**WORK REQUEST:** Find the string "HandlerError" in the data, then copy every line where it is found.

**LISTED ENTRIES:**
┌────────

//! Restate durable workflow for cold-start bootstrapping.
//!
//! Dispatches `EngineStarted` — the handler checks whether the region has
//! sources and seeds them if empty.

use std::collections::HashMap;
use std::sync::Arc;

use restate_sdk::prelude::*;
use tracing::info;

use rootsignal_graph::GraphWriter;

use crate::pipeline::events::{PipelineEvent, ScoutEvent};
use crate::pipeline::state::PipelineState;

use super::types::{BootstrapResult, EmptyRequest, TaskRequest};
use super::{create_archive, ScoutDeps};

#[restate_sdk::workflow]
#[name = "BootstrapWorkflow"]
pub trait BootstrapWorkflow {
    async fn run(req: TaskRequest) -> Result<BootstrapResult, HandlerError>;
    #[shared]
    async fn get_status(req: EmptyRequest) -> Result<String, HandlerError>;
}

pub struct BootstrapWorkflowImpl {
    deps: Arc<ScoutDeps>,
}

impl BootstrapWorkflowImpl {
    pub fn with_deps(deps: Arc<ScoutDeps>) -> Self {
        Self { deps }
    }
}

impl BootstrapWorkflow for BootstrapWorkflowImpl {
    async fn run(
        &self,
        ctx: WorkflowContext<'_>,
        req: TaskRequest,
    ) -> Result<BootstrapResult, HandlerError> {
        let task_id = req.task_id.clone();

        // Status transition guard (journaled so it's skipped on replay)
        let tid = task_id.clone();
        let graph_client = self.deps.graph_client.clone();
        ctx.run(|| async move {
            let writer = GraphWriter::new(graph_client);
            let transitioned = writer
                .transition_task_phase_status(
                    &tid,
                    &[
                        "idle",
                        "bootstrap_complete",
                        "scrape_complete",
                        "synthesis_complete",
                        "situation_weaver_complete",
                        "complete",
                    ],
                    "running_bootstrap",
                )
                .await
                .map_err(|e| TerminalError::new(format!("Status check failed: {e}")))?;
            if !transitioned {
                return Err(TerminalError::new(
                    "Prerequisites not met or another phase is running",
                )
                .into());
            }
            Ok(())
        })
        .await?;

        ctx.set("status", "Starting bootstrap...".to_string());
        let archive = create_archive(&self.deps);
        let scope = req.scope.clone();

        let deps = self.deps.clone();
        let sources_created = match ctx
            .run(|| async {
                let run_id = uuid::Uuid::new_v4().to_string();
                let engine = deps.build_engine(&run_id);
                let store = deps.build_store();
                let embedder: Arc<dyn crate::infra::embedder::TextEmbedder> =
                    Arc::new(crate::infra::embedder::Embedder::new(&deps.voyage_api_key));
                let pipe_deps = deps.build_pipeline_deps(
                    Arc::new(store) as Arc<dyn crate::traits::SignalReader>,
                    embedder,
                    Some(archive as Arc<dyn crate::traits::ContentFetcher>),
                    scope,
                    &run_id,
                );
                let mut state = PipelineState::new(HashMap::new());

                engine
                    .dispatch(
                        ScoutEvent::Pipeline(PipelineEvent::EngineStarted {
                            run_id: run_id.clone(),
                        }),
                        &mut state,
                        &pipe_deps,
                    )
                    .await
                    .map_err(|e| -> HandlerError { TerminalError::new(e.to_string()).into() })?;

                Ok(state.stats.sources_discovered)
            })
            .await
        {
            Ok(v) => v,
            Err(e) => {
                super::write_task_phase_status(&self.deps, &task_id, "idle").await;
                return Err(e.into());
            }
        };

        super::write_task_phase_status(&self.deps, &task_id, "bootstrap_complete").await;

        ctx.set(
            "status",
            format!("Bootstrap complete: {sources_created} sources"),
        );
        info!(sources_created, "BootstrapWorkflow complete");

        Ok(BootstrapResult { sources_created })
    }

    async fn get_status(
        &self,
        ctx: SharedWorkflowContext<'_>,
        _req: EmptyRequest,
    ) -> Result<String, HandlerError> {
        super::read_workflow_status(&ctx).await
    }
}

└────────

**SOLUTION TO THIS EXERCISE:**
    async fn run(req: TaskRequest) -> Result<BootstrapResult, HandlerError>;
    async fn get_status(req: EmptyRequest) -> Result<String, HandlerError>;
    ) -> Result<BootstrapResult, HandlerError> {
                    .map_err(|e| -> HandlerError { TerminalError::new(e.to_string()).into() })?;
    ) -> Result<String, HandlerError> {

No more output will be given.